His gaze traveled over her. “Your company would make me feel better than any salve.”
She frowned at him. “Stop making remarks to provoke me.”
He leaned back on the bed, watching her closely. “Can your company be bought?”
“I am Mrs. Lawson’s companion,” she said, “and other than that I am not nor have I any desire to put mys
elf on the market. You asked me as much in the garden. Do I sound as if I would be good company tonight?”
“I don’t care what you sound like, darling. I wasn’t asking for a philosophical conversation. You wouldn’t have to utter a word.”
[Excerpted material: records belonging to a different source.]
//! `MAJOR.MINOR` versioning
//!
//! Versions are two decimal counters without leading zeros. Queries may give
//! only the major number, which resolves to the highest minor of that major.

use std::cmp::Ordering;

use crate::domain::value_objects::{Version, VersionQuery};

use super::{VersionError, VersioningSystem};

const NAME: &str = "major_minor";

#[derive(Debug, Clone, Copy, Default, PartialEq, Eq)]
pub struct MajorMinorVersioning;

impl MajorMinorVersioning {
    /// Split a complete version into its counters
    pub fn parse(&self, token: &str) -> Result<(u64, u64), VersionError> {
        let (major, minor) = token
            .split_once('.')
            .ok_or_else(|| VersionError::invalid(NAME, token, "expected MAJOR.MINOR"))?;
        Ok((parse_number(token, major)?, parse_number(token, minor)?))
    }

    /// Major component of any version, used for partial matching
    pub fn major_of(&self, version: &Version) -> Option<u64> {
        self.parse(version.as_str()).ok().map(|(major, _)| major)
    }
}

fn parse_number(token: &str, part: &str) -> Result<u64, VersionError> {
    if part.is_empty() || !part.bytes().all(|b| b.is_ascii_digit()) {
        return Err(VersionError::invalid(
            NAME,
            token,
            format!("'{}' is not a number", part),
        ));
    }
    if part.len() > 1 && part.starts_with('0') {
        return Err(VersionError::invalid(
            NAME,
            token,
            format!("'{}' has a leading zero", part),
        ));
    }
    part.parse()
        .map_err(|_| VersionError::invalid(NAME, token, format!("'{}' is too large", part)))
}

impl VersioningSystem for MajorMinorVersioning {
    fn name(&self) -> &'static str {
        NAME
    }

    fn initial_version(&self) -> Version {
        Version::new("0.0")
    }

    fn next_version(&self, current: &Version, bump_major: bool) -> Result<Version, VersionError> {
        let (major, minor) = self.parse(current.as_str())?;
        let (major, minor) = if bump_major {
            (major + 1, 0)
        } else {
            (major, minor + 1)
        };
        Ok(Version::new(format!("{}.{}", major, minor)))
    }

    fn compare(&self, a: &Version, b: &Version) -> Ordering {
        // Malformed tokens sort below every valid version, among themselves
        // by text, so the order stays total.
        match (self.parse(a.as_str()), self.parse(b.as_str())) {
            (Ok(a), Ok(b)) => a.cmp(&b),
            (Ok(_), Err(_)) => Ordering::Greater,
            (Err(_), Ok(_)) => Ordering::Less,
            (Err(_), Err(_)) => a.as_str().cmp(b.as_str()),
        }
    }

    fn is_valid(&self, token: &str) -> bool {
        self.parse(token).is_ok()
    }

    fn parse_query(&self, token: Option<&str>) -> Result<VersionQuery, VersionError> {
        let Some(token) = token else {
            return Ok(VersionQuery::Unspecified);
        };
        if token.contains('.') {
            self.parse(token)?;
            Ok(VersionQuery::Exact(Version::new(token)))
        } else {
            parse_number(token, token)?;
            Ok(VersionQuery::Partial(token.to_string()))
        }
    }

    fn matches(&self, version: &Version, query: &VersionQuery) -> bool {
        match query {
            VersionQuery::Unspecified => self.is_valid(version.as_str()),
            VersionQuery::Partial(major) => self
                .major_of(version)
                .is_some_and(|m| major.parse::<u64>() == Ok(m)),
            VersionQuery::Exact(exact) => exact == version,
        }
    }
}

#[cfg(test)]
mod tests {
    use super::*;
    use proptest::prelude::*;

    fn versions(tokens: &[&str]) -> Vec<Version> {
        tokens.iter().map(|t| Version::new(*t)).collect()
    }

    #[test]
    fn initial_version_is_zero_zero() {
        assert_eq!(MajorMinorVersioning.initial_version(), Version::new("0.0"));
    }

    #[test]
    fn next_version_bumps_minor_or_major() {
        let mm = MajorMinorVersioning;
        assert_eq!(
            mm.next_version(&Version::new("0.0"), false).unwrap(),
            Version::new("0.1")
        );
        assert_eq!(
            mm.next_version(&Version::new("0.9"), false).unwrap(),
            Version::new("0.10")
        );
        assert_eq!(
            mm.next_version(&Version::new("1.7"), true).unwrap(),
            Version::new("2.0")
        );
    }

    #[test]
    fn next_version_rejects_malformed_current() {
        assert!(MajorMinorVersioning
            .next_version(&Version::new("abc"), false)
            .is_err());
    }

    #[test]
    fn compare_is_numeric_not_lexicographic() {
        let mm = MajorMinorVersioning;
        assert_eq!(
            mm.compare(&Version::new("0.10"), &Version::new("0.9")),
            Ordering::Greater
        );
        assert_eq!(
            mm.compare(&Version::new("10.0"), &Version::new("9.99")),
            Ordering::Greater
        );
        assert_eq!(
            mm.compare(&Version::new("abc"), &Version::new("0.0")),
            Ordering::Less
        );
    }

    #[test]
    fn validity() {
        let mm = MajorMinorVersioning;
        assert!(mm.is_valid("0.0"));
        assert!(mm.is_valid("12.345"));
        assert!(!mm.is_valid("abc"));
        assert!(!mm.is_valid("1"));
        assert!(!mm.is_valid("1."));
        assert!(!mm.is_valid(".1"));
        assert!(!mm.is_valid("1.2.3"));
        assert!(!mm.is_valid("01.2"));
        assert!(!mm.is_valid("-1.2"));
    }

    #[test]
    fn parse_query_forms() {
        let mm = MajorMinorVersioning;
        assert_eq!(mm.parse_query(None).unwrap(), VersionQuery::Unspecified);
        assert_eq!(
            mm.parse_query(Some("1")).unwrap(),
            VersionQuery::Partial("1".to_string())
        );
        assert_eq!(
            mm.parse_query(Some("1.2")).unwrap(),
            VersionQuery::Exact(Version::new("1.2"))
        );
        let err = mm.parse_query(Some("abc")).unwrap_err();
        assert!(err.to_string().contains("abc"));
        assert!(mm.parse_query(Some("1.x")).is_err());
    }

    #[test]
    fn completeness() {
        let mm = MajorMinorVersioning;
        assert!(mm.is_complete(&mm.parse_query(Some("1.2")).unwrap()));
        assert!(!mm.is_complete(&mm.parse_query(Some("1")).unwrap()));
        assert!(!mm.is_complete(&VersionQuery::Unspecified));
    }

    #[test]
    fn latest_matching_partial_and_unspecified() {
        let mm = MajorMinorVersioning;
        let all = versions(&["2.0", "1.2", "1.0", "0.1"]);

        assert_eq!(
            mm.latest_matching(&all, &VersionQuery::Partial("1".into())),
            Some(Version::new("1.2"))
        );
        assert_eq!(
            mm.latest_matching(&all, &VersionQuery::Unspecified),
            Some(Version::new("2.0"))
        );
        assert_eq!(
            mm.latest_matching(&all, &VersionQuery::Partial("3".into())),
            None
        );
        assert_eq!(
            mm.latest_matching(&all, &VersionQuery::Exact(Version::new("1.1"))),
            None
        );
    }

    #[test]
    fn partial_major_does_not_match_prefix_of_other_major() {
        let mm = MajorMinorVersioning;
        let all = versions(&["10.0", "1.3"]);
        assert_eq!(
            mm.latest_matching(&all, &VersionQuery::Partial("1".into())),
            Some(Version::new("1.3"))
        );
    }

    #[test]
    fn sort_versions_latest_first() {
        let mm = MajorMinorVersioning;
        let mut all = versions(&["0.1", "1.0", "0.10", "1.2", "2.0", "0.0"]);
        mm.sort_versions(&mut all);
        assert_eq!(all, versions(&["2.0", "1.2", "1.0", "0.10", "0.1", "0.0"]));
    }

    proptest! {
        #[test]
        fn compare_matches_tuple_order(a in 0u64..1000, b in 0u64..1000, c in 0u64..1000, d in 0u64..1000) {
            let mm = MajorMinorVersioning;
            let left = Version::new(format!("{}.{}", a, b));
            let right = Version::new(format!("{}.{}", c, d));
            prop_assert_eq!(mm.compare(&left, &right), (a, b).cmp(&(c, d)));
            prop_assert_eq!(mm.compare(&right, &left), (c, d).cmp(&(a, b)));
        }

        #[test]
        fn next_version_is_strictly_greater(a in 0u64..10_000, b in 0u64..10_000, bump in any::<bool>()) {
            let mm = MajorMinorVersioning;
            let current = Version::new(format!("{}.{}", a, b));
            let next = mm.next_version(&current, bump).unwrap();
            prop_assert!(mm.is_valid(next.as_str()));
            prop_assert_eq!(mm.compare(&next, &current), Ordering::Greater);
        }

        #[test]
        fn parse_roundtrips_canonical_tokens(a in 0u64..1_000_000, b in 0u64..1_000_000) {
            let token = format!("{}.{}", a, b);
            prop_assert_eq!(MajorMinorVersioning.parse(&token).unwrap(), (a, b));
        }
    }
}
//! Dynamic bounded primitives (Box/Sphere) registered by external systems,
//! their intrusive world/dirty lists, and the per-(primitive, area)
//! `PrimitiveLink` pool.

use std::cell::Cell;
use std::fmt;

use glam::{Vec2, Vec3};

use crate::geometry::{Aabb, Plane, Sphere};

use super::surface::SurfaceFlags;
use super::types::{AreaId, LinkId, PrimitiveId};

#[derive(Debug, Clone, Copy)]
pub enum PrimitiveShape {
    Box(Aabb),
    Sphere(Sphere),
}

impl PrimitiveShape {
    pub fn aabb(&self) -> Aabb {
        match self {
            PrimitiveShape::Box(b) => *b,
            PrimitiveShape::Sphere(s) => Aabb::new(s.center - Vec3::splat(s.radius), s.center + Vec3::splat(s.radius)),
        }
    }
}

/// One triangle hit returned by an owner's raycast callback; the core wraps
/// this with proxy metadata (owner, primitive id) to build the public
/// result record.
#[derive(Debug, Clone, Copy)]
pub struct PrimitiveTriangleHit {
    pub location: Vec3,
    pub normal: Vec3,
    pub uv: Vec2,
    pub distance: f32,
    pub triangle_indices: [u32; 3],
    pub material: u32,
}

/// Hook back into the primitive's external owner. The core never inspects
/// triangle data itself for primitives — it only forwards the segment and
/// lets the owner decide what "inside" means.
pub trait PrimitiveRaycastCallbacks: fmt::Debug {
    fn raycast_closest(&self, start: Vec3, end: Vec3, current_closest: f32) -> Option<PrimitiveTriangleHit>;
    fn raycast_all(&self, start: Vec3, end: Vec3, out_hits: &mut Vec<PrimitiveTriangleHit>) -> bool;
}

pub struct Primitive {
    pub shape: PrimitiveShape,
    pub query_group: u32,
    pub vis_group: u32,
    pub flags: SurfaceFlags,
    pub face_plane: Option<Plane>,
    pub next: Option<PrimitiveId>,
    pub prev: Option<PrimitiveId>,
    pub next_dirty: Option<PrimitiveId>,
    pub prev_dirty: Option<PrimitiveId>,
    pub is_dirty: bool,
    pub link_list: Option<LinkId>,
    pub vis_mark: Cell<u32>,
    pub vis_pass: Cell<u32>,
    /// Opaque external identifier for the owning object; the core holds no
    /// strong ownership over it (§5 lifetime model).
    pub owner: u64,
    pub callbacks: Box<dyn PrimitiveRaycastCallbacks>,
    pub is_outdoor: bool,
}

impl fmt::Debug for Primitive {
    fn fmt(&self, f: &mut fmt::Formatter<'_>) -> fmt::Result {
        f.debug_struct("Primitive")
            .field("shape", &self.shape)
            .field("owner", &self.owner)
            .field("is_outdoor", &self.is_outdoor)
            .finish()
    }
}

impl Primitive {
    pub fn aabb(&self) -> Aabb {
        self.shape.aabb()
    }

    pub fn is_planar(&self) -> bool {
        self.flags.contains(SurfaceFlags::PLANAR)
    }

    pub fn is_two_sided(&self) -> bool {
        self.flags.contains(SurfaceFlags::TWO_SIDED)
    }
}

enum Slot {
    Occupied(Primitive),
    Free(Option<u32>),
}

/// Free-list-backed arena of primitives. Unlike the append-only BSP/area
/// arrays, primitives are added and removed continuously at runtime.
/// Generations are tracked in a parallel array so a stale `PrimitiveId`
/// from a reused slot is rejected rather than silently aliasing whatever
/// now occupies that index.
#[derive(Default)]
pub struct PrimitiveArena {
    slots: Vec<Slot>,
    generations: Vec<u32>,
    free_head: Option<u32>,
    len: usize,
}

impl PrimitiveArena {
    pub fn insert(&mut self, primitive: Primitive) -> PrimitiveId {
        if let Some(index) = self.free_head {
            let next_free = match self.slots[index as usize] {
                Slot::Free(next_free) => next_free,
                Slot::Occupied(_) => unreachable!("free list points at occupied slot"),
            };
            self.free_head = next_free;
            self.slots[index as usize] = Slot::Occupied(primitive);
            self.len += 1;
            PrimitiveId { index, generation: self.generations[index as usize] }
        } else {
            let index = self.slots.len() as u32;
            self.slots.push(Slot::Occupied(primitive));
            self.generations.push(0);
            self.len += 1;
            PrimitiveId { index, generation: 0 }
        }
    }

    fn generation_matches(&self, id: PrimitiveId) -> bool {
        self.generations.get(id.index as usize).copied() == Some(id.generation)
    }

    pub fn remove(&mut self, id: PrimitiveId) -> Option<Primitive> {
        if !self.generation_matches(id) {
            return None;
        }
        let slot = self.slots.get_mut(id.index as usize)?;
        match slot {
            Slot::Occupied(_) => {
                let taken = std::mem::replace(slot, Slot::Free(self.free_head));
                self.generations[id.index as usize] = id.generation.wrapping_add(1);
                self.free_head = Some(id.index);
                self.len -= 1;
                match taken {
                    Slot::Occupied(p) => Some(p),
                    Slot::Free(_) => unreachable!(),
                }
            }
            Slot::Free(_) => None,
        }
    }

    pub fn get(&self, id: PrimitiveId) -> Option<&Primitive> {
        if !self.generation_matches(id) {
            return None;
        }
        match self.slots.get(id.index as usize)? {
            Slot::Occupied(p) => Some(p),
            Slot::Free(_) => None,
        }
    }

    pub fn get_mut(&mut self, id: PrimitiveId) -> Option<&mut Primitive> {
        if !self.generation_matches(id) {
            return None;
        }
        match self.slots.get_mut(id.index as usize)? {
            Slot::Occupied(p) => Some(p),
            Slot::Free(_) => None,
        }
    }

    pub fn len(&self) -> usize {
        self.len
    }

    pub fn is_empty(&self) -> bool {
        self.len == 0
    }

    pub fn iter(&self) -> impl Iterator<Item = (PrimitiveId, &Primitive)> {
        self.slots.iter().enumerate().filter_map(|(i, slot)| match slot {
            Slot::Occupied(p) => Some((PrimitiveId { index: i as u32, generation: self.generations[i] }, p)),
            Slot::Free(_) => None,
        })
    }
}

/// Intrusive node shared by two linked lists at once: the primitive's own
/// chain of areas it overlaps, and the area's chain of primitives that
/// overlap it. Allocated from `LinkPool`, never inlined into `Primitive` or
/// `Area` (§9).
#[derive(Debug, Clone, Copy)]
pub struct PrimitiveLink {
    pub primitive: PrimitiveId,
    pub area: AreaId,
    pub next_in_primitive: Option<LinkId>,
    pub next_in_area: Option<LinkId>,
}

enum LinkSlot {
    Occupied(PrimitiveLink),
    Free(Option<LinkId>),
}

#[derive(Default)]
pub struct LinkPool {
    slots: Vec<LinkSlot>,
    free_head: Option<LinkId>,
    /// `None` means unbounded (growth always succeeds, mirroring a plain
    /// `Vec`-backed pool). `Some(cap)` bounds the pool at `cap` live links;
    /// set via `World::build`'s `LevelDef::max_primitive_links`.
    cap: Option<usize>,
}

impl LinkPool {
    pub fn with_cap(cap: usize) -> Self {
        LinkPool { slots: Vec::new(), free_head: None, cap: Some(cap) }
    }

    /// `None` means the pool is at its configured cap and has no free slot
    /// to reuse; the caller (`World::add_primitive_to_area`) reports this as
    /// link-pool exhaustion and leaves the primitive partially linked (§7).
    pub fn alloc(&mut self, link: PrimitiveLink) -> Option<LinkId> {
        if let Some(id) = self.free_head {
            let next = match self.slots[id.0 as usize] {
                LinkSlot::Free(next) => next,
                LinkSlot::Occupied(_) => unreachable!(),
            };
            self.free_head = next;
            self.slots[id.0 as usize] = LinkSlot::Occupied(link);
            return Some(id);
        }

        if let Some(cap) = self.cap {
            if self.slots.len() >= cap {
                return None;
            }
        }

        let id = LinkId(self.slots.len() as u32);
        self.slots.push(LinkSlot::Occupied(link));
        Some(id)
    }

    pub fn free(&mut self, id: LinkId) {
        self.slots[id.0 as usize] = LinkSlot::Free(self.free_head);
        self.free_head = Some(id);
    }

    pub fn get(&self, id: LinkId) -> &PrimitiveLink {
        match &self.slots[id.0 as usize] {
            LinkSlot::Occupied(link) => link,
            LinkSlot::Free(_) => panic!("dangling PrimitiveLink id {id:?}"),
        }
    }

    pub fn get_mut(&mut self, id: LinkId) -> &mut PrimitiveLink {
        match &mut self.slots[id.0 as usize] {
            LinkSlot::Occupied(link) => link,
            LinkSlot::Free(_) => panic!("dangling PrimitiveLink id {id:?}"),
        }
    }
}

#[cfg(test)]
mod tests {
    use super::*;

    #[derive(Debug)]
    struct NoopCallbacks;
    impl PrimitiveRaycastCallbacks for NoopCallbacks {
        fn raycast_closest(&self, _start: Vec3, _end: Vec3, _current_closest: f32) -> Option<PrimitiveTriangleHit> {
            None
        }
        fn raycast_all(&self, _start: Vec3, _end: Vec3, _out_hits: &mut Vec<PrimitiveTriangleHit>) -> bool {
            false
        }
    }

    fn make_primitive() -> Primitive {
        Primitive {
            shape: PrimitiveShape::Box(Aabb::new(Vec3::ZERO, Vec3::ONE)),
            query_group: 1,
            vis_group: 1,
            flags: SurfaceFlags::empty(),
            face_plane: None,
            next: None,
            prev: None,
            next_dirty: None,
            prev_dirty: None,
            is_dirty: false,
            link_list: None,
            vis_mark: Cell::new(0),
            vis_pass: Cell::new(0),
            owner: 0,
            callbacks: Box::new(NoopCallbacks),
            is_outdoor: false,
        }
    }

    #[test]
    fn arena_insert_remove_reuses_slot_with_new_generation() {
        let mut arena = PrimitiveArena::default();
        let id1 = arena.insert(make_primitive());
        assert_eq!(arena.len(), 1);
        let removed = arena.remove(id1);
        assert!(removed.is_some());
        assert_eq!(arena.len(), 0);
        let id2 = arena.insert(make_primitive());
        assert_eq!(id2.index, id1.index);
        assert_ne!(id2.generation, id1.generation);
        assert!(arena.get(id1).is_none());
        assert!(arena.get(id2).is_some());
    }

    #[test]
    fn link_pool_alloc_free_reuses_slot() {
        let mut pool = LinkPool::default();
        let link = PrimitiveLink { primitive: PrimitiveId { index: 0, generation: 0 }, area: AreaId(0), next_in_primitive: None, next_in_area: None };
        let id = pool.alloc(link).expect("unbounded pool never exhausts");
        pool.free(id);
        let id2 = pool.alloc(link).expect("freed slot must be reusable");
        assert_eq!(id, id2);
    }

    #[test]
    fn link_pool_alloc_past_cap_reports_exhaustion() {
        let mut pool = LinkPool::with_cap(1);
        let link = PrimitiveLink { primitive: PrimitiveId { index: 0, generation: 0 }, area: AreaId(0), next_in_primitive: None, next_in_area: None };
        assert!(pool.alloc(link).is_some());
        assert!(pool.alloc(link).is_none());
    }
}
//! Segment-BSP walk (§4.4): recursive ray traversal of the BSP tree,
//! splitting the segment at each interior node's plane and visiting the
//! front half before the back half so a closest-mode hit in front can
//! short-circuit the back recursion entirely.

use glam::Vec3;

use crate::geometry::plane::AxialType;
use crate::geometry::{Plane, Ray};
use crate::world::bsp::Terminal;
use crate::world::types::LeafId;
use crate::world::World;

use super::area::{raycast_area, RaycastAccumulator};
use super::filter::RaycastFilter;

fn terminal_of(child: i32) -> Option<Terminal> {
    if child == 0 {
        Some(Terminal::Solid)
    } else if child < 0 {
        Some(Terminal::Leaf(LeafId((-1 - child) as u32)))
    } else {
        None
    }
}

/// Signed distance of a point to `plane`, short-circuiting to a coordinate
/// lookup on axis-aligned planes per §4.4.
fn axial_distance(plane: &Plane, p: Vec3) -> f32 {
    match plane.axial() {
        AxialType::X => p.x * plane.normal.x + plane.dist,
        AxialType::Y => p.y * plane.normal.y + plane.dist,
        AxialType::Z => p.z * plane.normal.z + plane.dist,
        AxialType::NonAxial => plane.distance_to_point(p),
    }
}

pub fn query(world: &World, ray: &Ray, marker: u32, filter: &RaycastFilter, acc: &mut RaycastAccumulator) {
    if world.bsp.is_empty() {
        return;
    }
    walk(world, 0, ray.start, ray.end, ray, marker, filter, acc);
}

/// Returns `true` ("stop") when the accumulated closest distance has
/// fallen below the remaining ray length covered by `seg_start..seg_end`,
/// letting the caller skip the sibling recursion entirely.
#[allow(clippy::too_many_arguments)]
fn walk(world: &World, node_idx: usize, seg_start: Vec3, seg_end: Vec3, ray: &Ray, marker: u32, filter: &RaycastFilter, acc: &mut RaycastAccumulator) -> bool {
    let node = &world.bsp.nodes[node_idx];
    let plane = &world.planes[node.plane.0 as usize];

    let d1 = axial_distance(plane, seg_start);
    let d2 = axial_distance(plane, seg_end);

    let side = d1 < 0.0;

    if (d2 < 0.0) == side {
        return recurse_child(world, node.children[side as usize], seg_start, seg_end, ray, marker, filter, acc);
    }

    let t = (d1 / (d1 - d2)).clamp(0.0, 1.0);
    let split = seg_start + (seg_end - seg_start) * t;

    if recurse_child(world, node.children[side as usize], seg_start, split, ray, marker, filter, acc) {
        return true;
    }
    recurse_child(world, node.children[!side as usize], split, seg_end, ray, marker, filter, acc)
}

#[allow(clippy::too_many_arguments)]
fn recurse_child(world: &World, child: i32, seg_start: Vec3, seg_end: Vec3, ray: &Ray, marker: u32, filter: &RaycastFilter, acc: &mut RaycastAccumulator) -> bool {
    match terminal_of(child) {
        Some(Terminal::Solid) => false,
        Some(Terminal::Leaf(leaf_id)) => {
            let area = world.leaf_area(leaf_id);
            raycast_area(world, area, ray, marker, filter, acc);
            let start_dist = seg_start.distance(ray.start);
            acc.closest_distance() < start_dist
        }
        None => walk(world, child as usize, seg_start, seg_end, ray, marker, filter, acc),
    }
}

#[cfg(test)]
mod tests {
    use super::*;
    use crate::geometry::Aabb;
    use crate::raycast::filter::RaycastFilter;
    use crate::raycast::result::ClosestHit;
    use crate::world::level::LevelDef;
    use crate::world::types::AreaId;
    use crate::world::Area;
    use glam::vec3;

    fn single_leaf_world() -> World {
        let def = LevelDef {
            planes: vec![],
            bsp: Default::default(),
            areas: vec![Area {
                aabb: Aabb::new(vec3(-10.0, -10.0, -10.0), vec3(10.0, 10.0, 10.0)),
                first_surface: crate::world::types::SurfaceId(0),
                num_surfaces: 0,
                portal_list: None,
                primitive_list_link: None,
            }],
            portals: vec![],
            surfaces: vec![],
            vertices: vec![],
            indices: vec![],
            pvs: None,
            outdoor_area: AreaId(0),
            max_primitive_links: None,
        };
        World::build(def)
    }

    #[test]
    fn ray_inside_empty_area_hits_nothing() {
        let world = single_leaf_world();
        let ray = Ray::new(vec3(-5.0, 0.0, 0.0), vec3(5.0, 0.0, 0.0)).unwrap();
        let mut out: Option<ClosestHit> = None;
        let filter = RaycastFilter::default();
        let mut acc = RaycastAccumulator::Closest { closest: f32::INFINITY, out: &mut out };
        // No BSP tree present -> bsp_walk::query is a no-op; the portal
        // flood path (exercised in raycast/mod.rs integration tests) is
        // what a real (area-only) world without a tree would use instead.
        query(&world, &ray, 1, &filter, &mut acc);
        assert!(out.is_none());
    }
}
“Well, I will. And the word is ‘no.’”
She could feel his disconcerting stare as she cast a final glance around the room before she escaped. “You can’t blame a man for trying,” he said. “I’ll do my best to behave myself during the rest of my stay. And quite honestly, I was only curious.”
“Your stay?” She bumped against the night table. The candle flame wavered. “How long do you intend to be here?”
“It’s my plan to wait until Mason returns. I’m tired of chasing the truth. Let him come to me.”
“That could be weeks,” she said faintly, jumping back as he swung his legs over the bed. “What are you doing now?” she asked, her body tightening in apprehension.
He hovered over her, shaking his head. “I was merely getting up to open the door for you again.”
She felt blood rush to her face. “Sir, I’m only a companion and governess. To most gentlemen I am invisible.”
“I doubt that. I’m having the devil’s time ignoring you.”
She stared at him, her mouth compressed.
“That was a compliment,” he added. “It’s all right for you to accept it.”
Her eyes moved to the bloodstain spreading across his linen shirt. “That needs to be cleaned.”
“I’ll do it before bed. I do not advise you to touch me again.” He glanced over her with a frown. “Perhaps you should have someone attend your needs.”
“My what?”
“Your gown.” He inclined his dark head. “Your dress is in a disgraceful state. I assume you didn’t sneak out to meet your lover looking like that.”
“My lover? Who are you talking about? I don’t have a lover.”
“You look as if you could use one.”
She followed his gaze to her formerly unflawed pale silk skirt. A swag of shorn lace dangled between the muddied heels of her shoes. “Oh,” she said with a groan. “It must have been the rose brambles. It’s ruined.”